Published online by Cambridge University Press: 22 September 2009
Organizing and risking
Contemporary discussions of risk routinely point to the paradox of science and technology. On the one hand great advances have been made in health and welfare; on the other hand such advances also give rise to new problems and vulnerabilities, e.g. the benefits of increased longevity in Western societies have given rise to difficulties in pension and social security systems. This is the essence of Beck's (1992) famous ‘risk society’ thesis; the risks we face today are largely ‘manufactured’, potentially fatal by-products of an industrial machine which demands a new politics to control it.
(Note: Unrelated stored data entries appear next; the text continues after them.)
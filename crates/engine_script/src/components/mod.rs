//! Typed component wrappers.
//!
//! Every wrapper is a pass-through: getters hand the engine a zeroed output
//! and return whatever it wrote, setters hand the engine the new value and
//! return nothing. None of them cache.

mod camera;
mod character;
mod collider;
mod sounds;
mod transform;

pub use camera::CameraComponent;
pub use character::CharacterControllerComponent;
pub use collider::{BoxColliderComponent, SphereColliderComponent};
pub use sounds::SoundsComponent;
pub use transform::TransformComponent;
use crate::component::sealed::{Bind, Token};
use crate::component::{ComponentKind, ScriptComponent};
use crate::entity::Entity;

/// Index-based sound playback from the entity's sound list.
#[derive(Debug, Clone)]
pub struct SoundsComponent {
    entity: Entity,
}

impl SoundsComponent {
    /// Play without spatialisation.
    pub fn play_sound_at_index_global(&self, index: i32) {
        self.entity
            .calls()
            .sounds_play_sound_at_index_global(self.entity.id(), index);
    }

    /// Play positioned at the entity.
    pub fn play_sound_at_index_local(&self, index: i32) {
        self.entity
            .calls()
            .sounds_play_sound_at_index_local(self.entity.id(), index);
    }
}

impl Bind for SoundsComponent {
    fn bind(entity: Entity, _: Token) -> Self {
        Self { entity }
    }
}

impl ScriptComponent for SoundsComponent {
    const KIND: ComponentKind = ComponentKind::Sounds;

    fn entity(&self) -> &Entity {
        &self.entity
    }
}
pub type EntityFn = unsafe extern "C" fn(entity_id: u64);
pub type HasComponentFn = unsafe extern "C" fn(entity_id: u64, kind: u32) -> bool;
pub type EntityQueryFn = unsafe extern "C" fn(entity_id: u64) -> bool;
pub type GetVec3Fn = unsafe extern "C" fn(entity_id: u64, out: *mut Vec3);
pub type SetVec3Fn = unsafe extern "C" fn(entity_id: u64, value: *const Vec3);
pub type SetVec3PairFn =
    unsafe extern "C" fn(entity_id: u64, linear: *const Vec3, angular: *const Vec3);
pub type CameraRotateFn =
    unsafe extern "C" fn(entity_id: u64, rotation: *const Vec2, speed: f32, inverse_controls: bool);
pub type PlaySoundFn = unsafe extern "C" fn(entity_id: u64, index: i32);
pub type InputQueryFn = unsafe extern "C" fn(code: i32) -> bool;
pub type MousePositionFn = unsafe extern "C" fn(out: *mut Vec2);

/// Function-pointer table filled in by a native engine.
///
/// Slots are nullable so a partially filled table can be detected instead of
/// crashing; [`NativeCalls::bind`] rejects tables with empty slots.
#[repr(C)]
#[derive(Debug, Clone, Copy, Default)]
pub struct NativeCallTable {
    pub entity_destroy: Option<EntityFn>,
    pub entity_has_component: Option<HasComponentFn>,

    pub transform_get_translation: Option<GetVec3Fn>,
    pub transform_set_translation: Option<SetVec3Fn>,
    pub transform_get_rotation: Option<GetVec3Fn>,
    pub transform_set_rotation: Option<SetVec3Fn>,
    pub transform_get_scale: Option<GetVec3Fn>,
    pub transform_set_scale: Option<SetVec3Fn>,

    pub camera_rotate_around_entity: Option<CameraRotateFn>,
    pub camera_rotate: Option<CameraRotateFn>,
    pub camera_get_forward_direction: Option<GetVec3Fn>,
    pub camera_get_right_direction: Option<GetVec3Fn>,

    pub box_collider_get_linear_velocity: Option<GetVec3Fn>,
    pub box_collider_set_linear_velocity: Option<SetVec3Fn>,
    pub box_collider_add_linear_velocity: Option<SetVec3Fn>,
    pub box_collider_add_angular_velocity: Option<SetVec3Fn>,
    pub box_collider_add_impulse: Option<SetVec3Fn>,
    pub box_collider_add_angular_impulse: Option<SetVec3Fn>,
    pub box_collider_add_linear_angular_impulse: Option<SetVec3PairFn>,

    pub sphere_collider_get_linear_velocity: Option<GetVec3Fn>,
    pub sphere_collider_set_linear_velocity: Option<SetVec3Fn>,
    pub sphere_collider_add_linear_velocity: Option<SetVec3Fn>,
    pub sphere_collider_add_angular_velocity: Option<SetVec3Fn>,
    pub sphere_collider_add_impulse: Option<SetVec3Fn>,
    pub sphere_collider_add_angular_impulse: Option<SetVec3Fn>,
    pub sphere_collider_add_linear_angular_impulse: Option<SetVec3PairFn>,

    pub character_controller_get_linear_velocity: Option<GetVec3Fn>,
    pub character_controller_set_linear_velocity: Option<SetVec3Fn>,
    pub character_controller_add_linear_velocity: Option<SetVec3Fn>,
    pub character_controller_add_impulse: Option<SetVec3Fn>,
    pub character_controller_get_rotation: Option<GetVec3Fn>,
    pub character_controller_set_rotation: Option<SetVec3Fn>,
    pub character_controller_is_grounded: Option<EntityQueryFn>,

    pub sounds_play_sound_at_index_global: Option<PlaySoundFn>,
    pub sounds_play_sound_at_index_local: Option<PlaySoundFn>,

    pub is_key_pressed: Option<InputQueryFn>,
    pub is_mouse_button_pressed: Option<InputQueryFn>,
    pub get_mouse_position: Option<MousePositionFn>,
}

macro_rules! require_slots {
    ($table:expr; $($slot:ident),+ $(,)?) => {
        $(
            if $table.$slot.is_none() {
                return Err(GlueError::MissingCall(stringify!($slot)));
            }
        )+
    };
}

/// Call a slot, or return the type's default if the slot is empty.
macro_rules! forward {
    ($slot:expr $(, $arg:expr)*) => {
        match $slot {
            // SAFETY: see the module-level safety contract. Pointer arguments
            // come from live Rust references that outlive the call.
            Some(f) => unsafe { f($($arg),*) },
            None => Default::default(),
        }
    };
}

/// A validated [`NativeCallTable`] usable as the script boundary.
#[derive(Debug, Clone, Copy)]
pub struct NativeCalls {
    table: NativeCallTable,
}

impl NativeCalls {
    /// Validate that every slot of `table` is populated.
    ///
    /// # Errors
    ///
    /// Returns [`GlueError::MissingCall`] naming the first empty slot.
    pub fn bind(table: NativeCallTable) -> Result<Self, GlueError> {
        require_slots!(table;
            entity_destroy,
            entity_has_component,
            transform_get_translation,
            transform_set_translation,
            transform_get_rotation,
            transform_set_rotation,
            transform_get_scale,
            transform_set_scale,
            camera_rotate_around_entity,
            camera_rotate,
            camera_get_forward_direction,
            camera_get_right_direction,
            box_collider_get_linear_velocity,
            box_collider_set_linear_velocity,
            box_collider_add_linear_velocity,
            box_collider_add_angular_velocity,
            box_collider_add_impulse,
            box_collider_add_angular_impulse,
            box_collider_add_linear_angular_impulse,
            sphere_collider_get_linear_velocity,
            sphere_collider_set_linear_velocity,
            sphere_collider_add_linear_velocity,
            sphere_collider_add_angular_velocity,
            sphere_collider_add_impulse,
            sphere_collider_add_angular_impulse,
            sphere_collider_add_linear_angular_impulse,
            character_controller_get_linear_velocity,
            character_controller_set_linear_velocity,
            character_controller_add_linear_velocity,
            character_controller_add_impulse,
            character_controller_get_rotation,
            character_controller_set_rotation,
            character_controller_is_grounded,
            sounds_play_sound_at_index_global,
            sounds_play_sound_at_index_local,
            is_key_pressed,
            is_mouse_button_pressed,
            get_mouse_position,
        );
        debug!("native call table bound");
        Ok(Self { table })
    }

    /// Copy and validate a table handed over by pointer.
    ///
    /// # Errors
    ///
    /// Returns [`GlueError::NullTable`] for a null pointer, otherwise the
    /// same errors as [`NativeCalls::bind`].
    ///
    /// # Safety
    ///
    /// `table` must be null or point to a properly initialised
    /// [`NativeCallTable`].
    pub unsafe fn from_raw(table: *const NativeCallTable) -> Result<Self, GlueError> {
        if table.is_null() {
            return Err(GlueError::NullTable);
        }
        // SAFETY: non-null and initialised per the caller's contract.
        let table = unsafe { *table };
        Self::bind(table)
    }
}
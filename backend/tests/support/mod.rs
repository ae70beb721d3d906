//! Embedded PostgreSQL helpers for the persistence integration tests.
//!
//! Set `SKIP_TEST_CLUSTER=1` to skip suites when the cluster cannot start.

use pg_embedded_setup_unpriv::TemporaryDatabase;
use pg_embedded_setup_unpriv::test_support::shared_cluster_handle;
use postgres::{Client, NoTls};

/// DDL matching `outbound::persistence::schema::users`.
const USERS_TABLE: &str = "
    CREATE TABLE users (
        id SERIAL PRIMARY KEY,
        email VARCHAR NOT NULL UNIQUE,
        password_hash VARCHAR NOT NULL,
        first_name VARCHAR,
        last_name VARCHAR,
        active BOOLEAN NOT NULL DEFAULT TRUE,
        created_at TIMESTAMPTZ NOT NULL DEFAULT now(),
        updated_at TIMESTAMPTZ NOT NULL DEFAULT now(),
        deleted_at TIMESTAMPTZ
    );
";

/// Render a `postgres` error with the server message and SQLSTATE.
pub fn format_postgres_error(error: &postgres::Error) -> String {
    match error.as_db_error() {
        Some(db_error) => format!(
            "postgres error {:?}: {}",
            db_error.code(),
            db_error.message()
        ),
        None => error.to_string(),
    }
}

/// Run raw SQL against `url`.
pub fn execute(url: &str, sql: &str) -> Result<(), String> {
    let mut client = Client::connect(url, NoTls).map_err(|err| format_postgres_error(&err))?;
    client
        .batch_execute(sql)
        .map_err(|err| format_postgres_error(&err))
}

/// Fresh database on the shared cluster with the `users` table created.
pub fn provision_users_database() -> Result<TemporaryDatabase, String> {
    let cluster = shared_cluster_handle().map_err(|err| err.to_string())?;
    let name = format!("test_{}", uuid::Uuid::new_v4().simple());
    let database = cluster
        .temporary_database(name.as_str())
        .map_err(|err| err.to_string())?;
    let url = database.url().to_string();
    execute(&url, USERS_TABLE)?;
    Ok(database)
}

fn should_skip_test_cluster() -> bool {
    std::env::var("SKIP_TEST_CLUSTER")
        .map(|value| matches!(value.to_lowercase().as_str(), "1" | "true" | "yes"))
        .unwrap_or(false)
}

/// Skip when `SKIP_TEST_CLUSTER` is truthy, otherwise fail loudly.
pub fn handle_cluster_setup_failure<T>(reason: impl std::fmt::Display) -> Option<T> {
    if should_skip_test_cluster() {
        eprintln!("SKIP-TEST-CLUSTER: {reason}");
        None
    } else {
        panic!("Test cluster setup failed: {reason}. Set SKIP_TEST_CLUSTER=1 to skip.");
    }
}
In this collection of essays, we retain a focus on this paradox but we shift the analytical focus from science and technology to organizations and organizing.
Organizations, rather than individuals, are the critical agents of any so-called risk society because it is primarily ‘in these contexts that hazards and their attendant risks are conceptualized, measured and managed’ (Short 1992: 4). Organizations are both centres for processing and handling risks and potential producers and exporters of risk. Efforts to manage risk involve the creation of organizational networks for that purpose, and these risk regulation ‘regimes’ (Hood et al. 2001) themselves give rise to new side effects and risks – risks of risk management. Above all, there is widespread recognition that disasters and accidents are in a very important sense organized (cf. Beamish 2002; Perrow 1984; Turner and Pidgeon 1997; Vaughan 1996).